When Evidence Based Practice Goes Wrong

by | Sep 21, 2024 | 0 comments

 


Diagram showing the problems with CBT research and practice in an abstract, thought-provoking style.

Balancing Evidence and Experience: Lessons from the STAR*D Scandal and the Future of Psychotherapy

For decades, **psychotherapy** has walked a tightrope between the worlds of **scientific research** and **clinical practice**. On one side, a growing emphasis on evidence-based models promises therapeutic approaches grounded in objective data. On the other, skilled clinicians rely on hard-earned wisdom, theoretical savvy, and a nuanced reading of each client’s unique needs. Binding these worlds together, we find the raw data of real patient outcomes—stories of recovery and struggle that rarely fit neatly into a research study’s categories.

Maintaining this balance is no easy task, especially in an era that exalts quantitative evidence as the gold standard of care. Many well-meaning therapists, in an earnest attempt to be responsible practitioners, cleave to the research literature like scripture. But as any seasoned clinician knows, real therapy is a far messier affair than a randomized controlled trial. Humans are not lab rats, and what works on average in a study population may utterly fail an individual client.


The Specter of Flawed Science in Mental Health Research

Even more concerning, the very research we rely on to guide our work can be flawed, biased, or outright fraudulent. The ghosts of the **replication crisis** haunt the halls of academia, casting doubt on the reliability of even the most prestigious publications (Open Science Collaboration, 2015). At best, this leads to wasted time and resources chasing dead ends. At worst, it causes direct harm to patients, saddling them with ineffective or even counterproductive treatment.

A stark reminder of these risks recently emerged in the form of the **STAR*D scandal**. This influential study, published in 2006, appeared to show that nearly 70% of depressed patients would achieve remission if they simply cycled through different antidepressants (Rush et al., 2006). Guided by these findings, countless psychiatrists and therapists dutifully switched their non-responsive clients from one drug to the next, chasing an elusive promise of relief.

Unraveling the STAR*D Scandal: Misconduct and Inflated Results

But as a shocking re-analysis has revealed, the STAR*D results were dramatically inflated through a combination of scientific misconduct and questionable research practices (Pigott et al., 2023). Patients who didn’t even meet the study’s criteria for depression were included in the analysis. The definition of treatment response was shifted midway through to juice the numbers. Participants who dropped out were excluded from the final tally, painting a misleadingly rosy picture (Levine, 2024).

When these flaws are corrected, the actual remission rate in STAR*D plummets to a mere 35%—no better than what would be expected from a placebo (Pigott et al., 2023). For 17 years, this single study guided the treatment of millions, despite being essentially a work of fiction. Patients endured round after round of medication trials, suffering debilitating side effects, on the false promise of relief just around the corner (Levine, 2024).

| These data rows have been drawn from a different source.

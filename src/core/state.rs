//! States and the handles that identify them inside a machine's graph.

use super::transition::Transition;
use std::fmt;
use std::sync::Arc;
use uuid::Uuid;

/// Handle to a state registered in a machine's graph.
///
/// Returned by [`Machine::register_state`](crate::Machine::register_state).
/// A handle remembers which graph issued it, so passing it to a machine
/// that does not share that graph is reported as an error instead of
/// silently addressing an unrelated state.
#[derive(Clone, Copy, Debug, PartialEq, Eq, Hash)]
pub struct StateId {
    graph: Uuid,
    index: usize,
}

impl StateId {
    pub(crate) fn new(graph: Uuid, index: usize) -> Self {
        Self { graph, index }
    }

    pub(crate) fn graph(&self) -> Uuid {
        self.graph
    }

    /// Position of the state in registration order.
    pub fn index(&self) -> usize {
        self.index
    }
}

impl fmt::Display for StateId {
    fn fmt(&self, f: &mut fmt::Formatter<'_>) -> fmt::Result {
        write!(f, "#{}", self.index)
    }
}

/// A named node with an ordered list of outgoing transitions.
///
/// States are created free-standing and then registered into a machine.
/// Transition order is registration order and matters during dispatch.
///
/// # Example
///
/// ```rust
/// use fsms::core::StateRecord;
///
/// let off: StateRecord<()> = StateRecord::new("off");
///
/// assert_eq!(off.name(), "off");
/// ```
pub struct StateRecord<C> {
    name: Arc<str>,
    transitions: Vec<Arc<Transition<C>>>,
}

impl<C> StateRecord<C> {
    /// Create a state with no outgoing transitions.
    pub fn new(name: impl Into<Arc<str>>) -> Self {
        Self {
            name: name.into(),
            transitions: Vec::new(),
        }
    }

    pub fn name(&self) -> &str {
        &self.name
    }

    pub(crate) fn shared_name(&self) -> Arc<str> {
        Arc::clone(&self.name)
    }

    /// Outgoing transitions in registration order.
    pub(crate) fn transitions(&self) -> &[Arc<Transition<C>>] {
        &self.transitions
    }

    pub(crate) fn push(&mut self, transition: Transition<C>) {
        self.transitions.push(Arc::new(transition));
    }
}

impl<C> fmt::Debug for StateRecord<C> {
    fn fmt(&self, f: &mut fmt::Formatter<'_>) -> fmt::Result {
        f.debug_struct("StateRecord")
            .field("name", &self.name)
            .field("transitions", &self.transitions)
            .finish()
    }
}

#[cfg(test)]
mod tests {
    use super::*;

    #[test]
    fn new_state_has_no_transitions() {
        let state: StateRecord<()> = StateRecord::new("PENDING");

        assert_eq!(state.name(), "PENDING");
        assert!(state.transitions().is_empty());
    }

    #[test]
    fn push_preserves_registration_order() {
        let graph = Uuid::new_v4();
        let mut state: StateRecord<()> = StateRecord::new("RUNNING");

        state.push(Transition::new("promote", StateId::new(graph, 1)));
        state.push(Transition::new("promote", StateId::new(graph, 2)));
        state.push(Transition::new("cancel", StateId::new(graph, 3)));

        let targets: Vec<usize> = state
            .transitions()
            .iter()
            .map(|t| t.target().index())
            .collect();
        assert_eq!(targets, vec![1, 2, 3]);
    }

    #[test]
    fn handles_from_different_graphs_differ() {
        let a = StateId::new(Uuid::new_v4(), 0);
        let b = StateId::new(Uuid::new_v4(), 0);

        assert_ne!(a, b);
        assert_eq!(a.index(), b.index());
    }

    #[test]
    fn handle_displays_its_index() {
        let id = StateId::new(Uuid::new_v4(), 4);
        assert_eq!(id.to_string(), "#4");
    }
}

Financial Conflicts and the Crisis of Trust

How could such a house of cards have stood unchallenged for so long? Part of the answer lies in the cozy relationship between academic psychiatry and the pharmaceutical industry. The lead STAR*D investigators had extensive financial ties to the manufacturers of the very drugs they were testing (Angell, 2009). These **conflicts of interest**, subtly or not so subtly, shape what questions get asked, what outcomes are measured, and what results see the light of day.

But there’s a deeper issue at play. As a field, we have come to fetishize a narrow conception of evidence that excludes the **lived experience of clinicians and patients**. We dismiss practitioner wisdom as “anecdotal” and patient reports as “subjective.” In our zeal to be rigorous and scientific, we end up disconnected from the ground truth of the consulting room (Shedler, 2018).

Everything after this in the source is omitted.